▶ [RECORDS SUPPLIED]:
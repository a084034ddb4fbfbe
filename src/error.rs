use thiserror::Error;

use crate::ir::Terminal;

/// Failures raised by the topology engine (placement, numbering, netlist build).
#[derive(Debug, Clone, PartialEq, Eq, Error)]
pub enum TopologyError {
    #[error("terminal {0} is outside the {1}x{2} grid")]
    OffGrid(Terminal, u16, u16),

    #[error("{kind} needs {expected} terminals, got {got}")]
    ArityMismatch {
        kind: &'static str,
        expected: usize,
        got: usize,
    },

    #[error("no placed component with id {0}")]
    UnknownComponent(String),

    #[error("no terminal is selected")]
    NothingSelected,

    #[error("no terminal is assigned to ground (node 0); set a ground node first")]
    MissingGround,

    #[error("terminal {terminal} of {component} has no node number")]
    UnassignedTerminal { component: String, terminal: Terminal },
}

/// Failures raised while talking to the remote solver.
#[derive(Debug, Error)]
pub enum GatewayError {
    #[error("a simulation request is already in flight")]
    Busy,

    #[error("solver returned HTTP {code}: {body}")]
    Status { code: u16, body: String },

    #[error("transport error: {0}")]
    Transport(String),

    #[error("could not encode solver request: {0}")]
    Encode(String),

    #[error("malformed solver response: {0}")]
    Decode(String),

    #[error("{0}-parameter analysis needs all four port nodes (p1n1, p1n2, p2n1, p2n2)")]
    MissingPortNodes(&'static str),

    #[error("remote requests are disabled in offline mode")]
    Offline,
}

#[derive(Debug, Error)]
pub enum GridSpiceError {
    #[error("Topology error: {0}")]
    Topology(#[from] TopologyError),

    #[error("Simulation error: {0}")]
    Gateway(#[from] GatewayError),

    #[error("Parse error: {0}")]
    Parse(String),

    #[error("Config error: {0}")]
    Config(String),

    #[error("IO error: {0}")]
    Io(#[from] std::io::Error),

    #[error("JSON error: {0}")]
    Json(#[from] serde_json::Error),
}

pub type Result<T> = std::result::Result<T, GridSpiceError>;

▶ [YOUR ASSIGNMENT]:
The full set of lines above should be retyped without a single change.

▶ [EXERCISE ANSWER]:
repository a084034ddb4fbfbe
filename src/error.rs
use thiserror::Error;

use crate::ir::Terminal;

/// Failures raised by the topology engine (placement, numbering, netlist build).
#[derive(Debug, Clone, PartialEq, Eq, Error)]
pub enum TopologyError {
    #[error("terminal {0} is outside the {1}x{2} grid")]
    OffGrid(Terminal, u16, u16),

    #[error("{kind} needs {expected} terminals, got {got}")]
    ArityMismatch {
        kind: &'static str,
        expected: usize,
        got: usize,
    },

    #[error("no placed component with id {0}")]
    UnknownComponent(String),

    #[error("no terminal is selected")]
    NothingSelected,

    #[error("no terminal is assigned to ground (node 0); set a ground node first")]
    MissingGround,

    #[error("terminal {terminal} of {component} has no node number")]
    UnassignedTerminal { component: String, terminal: Terminal },
}

/// Failures raised while talking to the remote solver.
#[derive(Debug, Error)]
pub enum GatewayError {
    #[error("a simulation request is already in flight")]
    Busy,

    #[error("solver returned HTTP {code}: {body}")]
    Status { code: u16, body: String },

    #[error("transport error: {0}")]
    Transport(String),

    #[error("could not encode solver request: {0}")]
    Encode(String),

    #[error("malformed solver response: {0}")]
    Decode(String),

    #[error("{0}-parameter analysis needs all four port nodes (p1n1, p1n2, p2n1, p2n2)")]
    MissingPortNodes(&'static str),

    #[error("remote requests are disabled in offline mode")]
    Offline,
}

#[derive(Debug, Error)]
pub enum GridSpiceError {
    #[error("Topology error: {0}")]
    Topology(#[from] TopologyError),

    #[error("Simulation error: {0}")]
    Gateway(#[from] GatewayError),

    #[error("Parse error: {0}")]
    Parse(String),

    #[error("Config error: {0}")]
    Config(String),

    #[error("IO error: {0}")]
    Io(#[from] std::io::Error),

    #[error("JSON error: {0}")]
    Json(#[from] serde_json::Error),
}

pub type Result<T> = std::result::Result<T, GridSpiceError>;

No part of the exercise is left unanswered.